20h30. Assise sur sa terrasse pour contempler les couleurs d'un ciel orangé, Candice sauta sur son portable qui vibrait. Ah… Son écran laissait apparaître une réponse de sa sœur: «Je suis sur Bordeaux depuis 3 semaines, j'ai pas de nouvelles. Dsl. On se rappelle vite.». Bon, au moins c'était clair, sa sœur ne connaissait toujours pas la stabilité et ce n'était pas elle qui l'aiderait dans sa quête… Bon, et accessoirement, elle n'était toujours pas invitée au mariage... Candice soupira, désespérée par cette angoisse qu'elle n'aurait jamais imaginé si vivace... Soudain, elle entendit la porte d'entrée claquer, annonçant une large vague de réconfort dans laquelle la blonde avait besoin de se jeter. Elle se leva et approcha un Antoine physiquement éreinté par cette longue journée.
«Salut! entendit-elle joyeusement. T'as passé une bonne journée? demanda-t-il en l'embrassant tendrement.
Fébrile, Candice acquiesça doucement en enserrant sa taille pour un câlin.
Ouh là… Ça n'a pas l'air d'aller…
La blonde haussa les épaules avant de le fixer.
- Bof...
- Qu'est-ce qui se passe chérie?
- Bah... Je suis un peu inquiète pour ma mère en fait. Tu sais, je lui ai envoyé un message y a quelques jours et elle me répond toujours pas… Elle a pas répondu à Emma non plus et Bélinda est à Bordeaux, elle en sait pas plus…

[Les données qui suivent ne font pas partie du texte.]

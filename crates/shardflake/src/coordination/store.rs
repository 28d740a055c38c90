use core::{fmt, future::Future, ops::RangeInclusive};
use std::sync::Arc;

use crate::{StoreError, Timestamp};

/// Opaque name under which a store caches the reservation script (a SHA-1
/// digest for Redis).
#[derive(Clone, Debug, PartialEq, Eq, Hash)]
pub struct ScriptHandle(String);

impl ScriptHandle {
    pub fn new(handle: impl Into<String>) -> Self {
        Self(handle.into())
    }

    pub fn as_str(&self) -> &str {
        &self.0
    }
}

impl fmt::Display for ScriptHandle {
    fn fmt(&self, f: &mut fmt::Formatter<'_>) -> fmt::Result {
        f.write_str(&self.0)
    }
}

/// Arguments of one reservation call.
#[derive(Copy, Clone, Debug, PartialEq, Eq)]
pub struct ReservationRequest {
    pub data_type: u64,
    /// Sequences wanted. The store may grant fewer.
    pub count: u64,
    /// Caller-chosen instant in Unix milliseconds. `None` uses the store's
    /// clock.
    pub timestamp: Option<u64>,
}

impl ReservationRequest {
    pub const fn new(data_type: u64, count: u64, timestamp: Option<u64>) -> Self {
        Self {
            data_type,
            count,
            timestamp,
        }
    }

    /// The script keys, in order: data type, count and the optional
    /// timestamp.
    pub fn keys(&self) -> Vec<u64> {
        let mut keys = vec![self.data_type, self.count];
        keys.extend(self.timestamp);
        keys
    }
}

/// A contiguous run of sequence numbers granted to one logical shard for one
/// millisecond.
///
/// `end_sequence < start_sequence` means nothing was granted.
#[derive(Copy, Clone, Debug, PartialEq, Eq)]
pub struct Reservation {
    pub start_sequence: u64,
    pub end_sequence: u64,
    pub logical_shard_id: u64,
    /// Unix seconds of the reserved millisecond.
    pub seconds: u64,
    /// Microseconds into that second.
    pub microseconds: u32,
}

impl Reservation {
    /// Number of sequences granted.
    pub const fn len(&self) -> u64 {
        if self.end_sequence < self.start_sequence {
            0
        } else {
            self.end_sequence - self.start_sequence + 1
        }
    }

    pub const fn is_empty(&self) -> bool {
        self.len() == 0
    }

    pub const fn sequences(&self) -> RangeInclusive<u64> {
        self.start_sequence..=self.end_sequence
    }

    /// The reserved instant on the Unix epoch.
    pub const fn timestamp(&self) -> Timestamp {
        Timestamp::from_wall_clock(self.seconds as i64, self.microseconds)
    }
}

/// A shared store that executes the reservation script atomically.
///
/// Every call to [`ReservationStore::reserve`] must be atomic with respect to
/// all other callers of the same store: no two grants may overlap on the same
/// `(logical shard id, millisecond, sequence)`.
pub trait ReservationStore {
    /// Uploads the rendered script and returns the handle to invoke it by.
    fn load_script(
        &self,
        source: &str,
    ) -> impl Future<Output = Result<ScriptHandle, StoreError>> + Send;

    /// Runs a previously loaded script. Unknown handles fail with
    /// [`StoreError::NoScript`].
    fn reserve(
        &self,
        handle: &ScriptHandle,
        request: &ReservationRequest,
    ) -> impl Future<Output = Result<Reservation, StoreError>> + Send;
}

impl<S> ReservationStore for Arc<S>
where
    S: ReservationStore,
{
    fn load_script(
        &self,
        source: &str,
    ) -> impl Future<Output = Result<ScriptHandle, StoreError>> + Send {
        (**self).load_script(source)
    }

    fn reserve(
        &self,
        handle: &ScriptHandle,
        request: &ReservationRequest,
    ) -> impl Future<Output = Result<Reservation, StoreError>> + Send {
        (**self).reserve(handle, request)
    }
}

#[cfg(test)]
mod tests {
    use super::*;

    #[test]
    fn keys_follow_request() {
        assert_eq!(ReservationRequest::new(7, 3, None).keys(), vec![7, 3]);
        assert_eq!(
            ReservationRequest::new(0, 1, Some(1_694_563_200_123)).keys(),
            vec![0, 1, 1_694_563_200_123]
        );
    }

    #[test]
    fn reservation_len() {
        let mut reservation = Reservation {
            start_sequence: 10,
            end_sequence: 14,
            logical_shard_id: 0,
            seconds: 1_694_563_200,
            microseconds: 123_456,
        };
        assert_eq!(reservation.len(), 5);
        assert_eq!(reservation.sequences().count(), 5);
        assert_eq!(reservation.timestamp().unix_millis(), 1_694_563_200_123);

        reservation.end_sequence = 9;
        assert!(reservation.is_empty());
        assert_eq!(reservation.sequences().count(), 0);
    }
}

- T'as essayé d'appeler ses copines?
- Je sais pas comment les joindre... Puis tu sais, elle a déménagé toute seule à la campagne pour trouver du calme alors, elle est plus isolée maintenant…
- Hum…
- Je voulais lui annoncer pour le mariage, en fait... confessa-t-elle à voix basse.
- Ah bah quand même! Ça fait 6 mois que tu repousses l'échéance…
- Je sais… Je voulais pas lui dire parce que… parce que j'avais peur de sa réaction quoi...
- J'ai presque cru que t'avais honte de moi…
- Mais pas du tout! Enfin, Antoine!
- Bah je sais pas…
- C'est juste que… Elle est pas venue à mes deux premiers tu vois… Laurent, elle pouvait pas le supporter parce qu'elle disait qu'il m'avait poussé à partir à Paris et… Max, je lui avais jamais parlé de lui alors quand je lui ai parlé du mariage, elle l'a mal pris… Et je sais pas… Comme les tensions s'étaient atténuées depuis la naissance d'Éloïse, j'espérais qu'elle serait à mes côtés pour celui-là quoi…
- Bah oui, c'est normal…
- En plus, toi c'est pas pareil, elle te connaît quand même. Et elle sait que ce qu'il y a entre nous est sincère…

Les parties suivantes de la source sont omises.